Administration of clonidine before induction and intraoperatively results in improved perioperative haemodynamic stability. Preoperative oral clonidine protects against the pressure response to intubation. [19]
Hypotension and bradycardia have been encountered with clonidine. [13] Clonidine can provide better perioperative haemodynamic stability in patients with mild to moderate hypertension. In laparoscopic surgical procedures where adverse cardiovascular change like increased arterial pressure is common, haemodynamic effect like hypotension may actually be beneficial.
Van Den Berg and colleagues [20] found that MgSO 4 attenuated the haemodynamic response to endotracheal intubation .

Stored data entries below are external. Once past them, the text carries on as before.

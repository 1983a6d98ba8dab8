//! Copies the latest finished canvas onto whatever the user is looking at.
use std::sync::Arc;

use arc_swap::ArcSwap;
use derive_new::new;

use super::canvas::{Canvas, Rgb};

/// Anything a canvas can be blitted onto, pixel by pixel.
pub trait Surface {
    /// Width and height in pixels
    fn size(&self) -> (u32, u32);
    fn put(&mut self, x: u32, y: u32, color: Rgb);
}

impl Surface for Canvas {
    fn size(&self) -> (u32, u32) {
        (self.width(), self.height())
    }

    fn put(&mut self, x: u32, y: u32, color: Rgb) {
        self.set_pixel(x, y, color);
    }
}

/// Read-only handle on the accumulator's published frames. Cheap to clone and never takes the
/// shared lock.
#[derive(new, Clone)]
pub struct Presenter {
    frame: Arc<ArcSwap<Canvas>>,
}

impl Presenter {
    /// Copy the current frame verbatim, anchored top-left. Anything that doesn't overlap is left
    /// alone on the surface.
    pub fn present<S: Surface + ?Sized>(&self, surface: &mut S) {
        let frame = self.snapshot();
        let (width, height) = surface.size();
        for y in 0..height.min(frame.height()) {
            for x in 0..width.min(frame.width()) {
                if let Some(color) = frame.pixel(x, y) {
                    surface.put(x, y, color);
                }
            }
        }
    }

    /// The current frame, kept alive for as long as the caller holds it
    pub fn snapshot(&self) -> Arc<Canvas> {
        self.frame.load_full()
    }
}

#[cfg(test)]
mod tests {
    use super::*;
    use crate::scope::canvas::{BACKGROUND, CHANNEL_COLORS};

    fn presenter_for(canvas: Canvas) -> Presenter {
        Presenter::new(Arc::new(ArcSwap::from_pointee(canvas)))
    }

    #[test]
    fn test_present_is_verbatim() {
        let mut canvas = Canvas::new(8, 6);
        canvas.draw_line((0.0, 0.0), (7.0, 5.0), CHANNEL_COLORS[2]);
        canvas.draw_line((7.0, 0.0), (0.0, 5.0), CHANNEL_COLORS[5]);

        let presenter = presenter_for(canvas.clone());
        let mut screen = Canvas::new(8, 6);
        screen.fill(Rgb(1, 2, 3));
        presenter.present(&mut screen);
        assert_eq!(screen, canvas);
    }

    #[test]
    fn test_present_clips_to_smaller_surface() {
        let mut canvas = Canvas::new(8, 8);
        canvas.set_pixel(7, 7, CHANNEL_COLORS[0]);
        canvas.set_pixel(1, 1, CHANNEL_COLORS[1]);

        let mut screen = Canvas::new(4, 4);
        presenter_for(canvas).present(&mut screen);
        assert_eq!(screen.pixel(1, 1), Some(CHANNEL_COLORS[1]));
        assert_eq!(screen.pixel(3, 3), Some(BACKGROUND));
    }

    #[test]
    fn test_present_leaves_overhang_alone() {
        let mut screen = Canvas::new(4, 4);
        screen.fill(Rgb(9, 9, 9));
        presenter_for(Canvas::new(2, 2)).present(&mut screen);
        assert_eq!(screen.pixel(0, 0), Some(BACKGROUND));
        assert_eq!(screen.pixel(3, 3), Some(Rgb(9, 9, 9)));
    }
}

In our study, both clonidine and MgSO 4 lowered the haemodynamic response to intubation but clonidine was more effective in attenuating the sympathetic response.

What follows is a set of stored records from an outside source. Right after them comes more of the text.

//! The synthetic signal source: one sinusoid per channel, sampled on every tick.
//!
//! Channel `i` runs at `1.0 + 0.5·i` Hz with amplitude `(i + 1) / 2`, so higher channels are both
//! faster and louder. All channels share the one write cursor, which means they sweep and wrap
//! together no matter their frequency.
use std::f64::consts::TAU;

use super::{Batch, MAX_CHANNELS, Point, ScopeError, state::SharedState};

/// Oscillator frequency of a channel, in Hz
pub fn frequency(channel: usize) -> f64 {
    1.0 + 0.5 * channel as f64
}

/// Peak value of a channel's signal
pub fn amplitude(channel: usize) -> f64 {
    (channel + 1) as f64 / 2.0
}

/// Advance a phase by one sample of `channel`, keeping it in `[0, 2π)` so long runs don't lose
/// precision.
pub fn advance_phase(phase: f64, channel: usize, time_step: f64) -> f64 {
    (phase + TAU * frequency(channel) * time_step).rem_euclid(TAU)
}

impl SharedState {
    /// Produce one batch and advance the sweep.
    ///
    /// Fails without touching anything if the cursor is corrupt or there's no room for the batch.
    pub fn tick(&mut self) -> Result<(), ScopeError> {
        let trace_length = self.params.trace_length();
        if self.cursor >= trace_length {
            return Err(ScopeError::CursorOutOfRange {
                cursor: self.cursor,
                trace_length,
            });
        }
        if self.transfer.is_full() {
            return Err(ScopeError::BufferOverrun {
                capacity: self.transfer.capacity(),
            });
        }

        let x = self.params.to_canvas_x(self.cursor);
        let mut points = [Point::default(); MAX_CHANNELS];
        for (i, (channel, point)) in self.channels.iter_mut().zip(&mut points).enumerate() {
            channel.phase = advance_phase(channel.phase, i, self.params.time_step());
            let raw = channel.phase.sin() * amplitude(i);
            *point = Point::new(x, self.params.to_canvas_y(raw));
        }

        self.cursor += 1;
        let ends_sweep = self.cursor == trace_length;
        if ends_sweep {
            // Canvas clear is the consumer's job, we just mark where it goes
            self.cursor = 0;
        }
        self.transfer.push(Batch { points, ends_sweep })
    }
}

In our study, recovery time was significantly prolonged in patients receiving MgSO 4 in comparison to other two groups. The delay in recovery may be due to CNS depressant effect of MgSO 4.
A narcotic state in human beings undergoing surgical operations was achieved in a study by Peck and Meltzer, [21] who attempted anaesthesia by MgSo 4 infusion in three patients of herniorhaphy. However, Aldrete and Vazeery [22] suggested this was actually a sleep-like state caused by cerebral hypoxia from progressive respiratory and cardiac depression.
When ventilation was maintained, even very high level of serum Mg produced no CNS depression.

To conclude, perioperative use of both clonidine and magnesium sulphate significantly reduced the requirement of propofol and fentanyl citrate. They were able to attenuate the haemodynamic response to tracheal intubation.

Both clonidine and magnesium sulphate caused bradycardia and hypotension. Besides, magnesium sulphate caused a delay in recovery. Therefore, both clonidine and magnesium sulphate need careful management, to be used as adjuvant agents to general anaesthetics.